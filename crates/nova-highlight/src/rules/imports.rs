//! Import declarations: the static import gate, unresolved imports and single-type import
//! conflicts.

use nova_core::JavaLanguageLevel;
use nova_hir::{ImportId, ImportTarget};

use super::level_gate;
use crate::codes;
use crate::context::FileContext;
use crate::diagnostic::{Diagnostic, QuickFix, Severity};

pub(crate) fn static_import_level(ctx: &FileContext<'_>, id: ImportId) -> Option<Diagnostic> {
    let import = &ctx.file.import_decls[id];
    if !import.is_static {
        return None;
    }
    level_gate(ctx, JavaLanguageLevel::Jdk1_5, "Static imports", import.range)
}

/// Single imports naming a class or static member that does not exist.
pub(crate) fn resolution(ctx: &FileContext<'_>, id: ImportId) -> Option<Diagnostic> {
    let import = &ctx.file.import_decls[id];
    let missing = match &import.resolved {
        None => !import.is_on_demand,
        Some(ImportTarget::StaticMember { exists, .. }) => !exists,
        Some(_) => false,
    };
    missing.then(|| {
        Diagnostic::error(
            codes::CANNOT_RESOLVE_SYMBOL,
            format!("Cannot resolve symbol '{}'", import.simple_name()),
            import.path_range,
        )
    })
}

/// A single-type import clashing with an earlier one or with a class of this file. Accepted
/// imports are remembered for the ones that follow.
pub(crate) fn single_type_conflict(ctx: &mut FileContext<'_>, id: ImportId) -> Option<Diagnostic> {
    let file = ctx.file;
    let import = &file.import_decls[id];
    if import.is_static || import.is_on_demand {
        return None;
    }
    let Some(ImportTarget::Class(def)) = import.resolved else {
        return None;
    };
    let simple = import.simple_name();
    let conflict = |message: String| {
        Diagnostic::builder(Severity::Error, codes::IMPORT_CONFLICT, import.range)
            .message(message)
            .fix(QuickFix::RemoveImport)
            .build()
    };

    let local = file
        .types
        .iter()
        .map(|class| &file.classes[*class])
        .find(|class| class.name == simple);
    if let Some(local) = local {
        if local.def != def {
            return Some(conflict(format!(
                "'{}' is already defined in this compilation unit",
                ctx.class_name(def)
            )));
        }
    }
    match ctx.single_imports.get(simple) {
        Some(earlier) if *earlier != def => Some(conflict(format!(
            "'{}' is already defined in a single-type import",
            ctx.class_name(*earlier)
        ))),
        Some(_) => None,
        None => {
            ctx.single_imports.insert(simple.to_string(), def);
            None
        }
    }
}
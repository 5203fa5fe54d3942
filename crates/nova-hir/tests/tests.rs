// Integration-test harness for nova-hir.
//
// Cargo builds one test binary per `tests/*.rs` file. Keeping only this file at the root of
// `tests/` consolidates all integration tests into a single binary to reduce build overhead.

mod suite;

_The problem_
Return exactly what appears in the records from the line with "let simple = import.simple_name();" through the final line, and nothing else.

_Exercise output_
    let simple = import.simple_name();
    let conflict = |message: String| {
        Diagnostic::builder(Severity::Error, codes::IMPORT_CONFLICT, import.range)
            .message(message)
            .fix(QuickFix::RemoveImport)
            .build()
    };

    let local = file
        .types
        .iter()
        .map(|class| &file.classes[*class])
        .find(|class| class.name == simple);
    if let Some(local) = local {
        if local.def != def {
            return Some(conflict(format!(
                "'{}' is already defined in this compilation unit",
                ctx.class_name(def)
            )));
        }
    }
    match ctx.single_imports.get(simple) {
        Some(earlier) if *earlier != def => Some(conflict(format!(
            "'{}' is already defined in a single-type import",
            ctx.class_name(*earlier)
        ))),
        Some(_) => None,
        None => {
            ctx.single_imports.insert(simple.to_string(), def);
            None
        }
    }
}
repository 5203fa5fe54d3942
filename crates/nova-hir/tests/tests.rs
// Integration-test harness for nova-hir.
//
// Cargo builds one test binary per `tests/*.rs` file. Keeping only this file at the root of
// `tests/` consolidates all integration tests into a single binary to reduce build overhead.

mod suite;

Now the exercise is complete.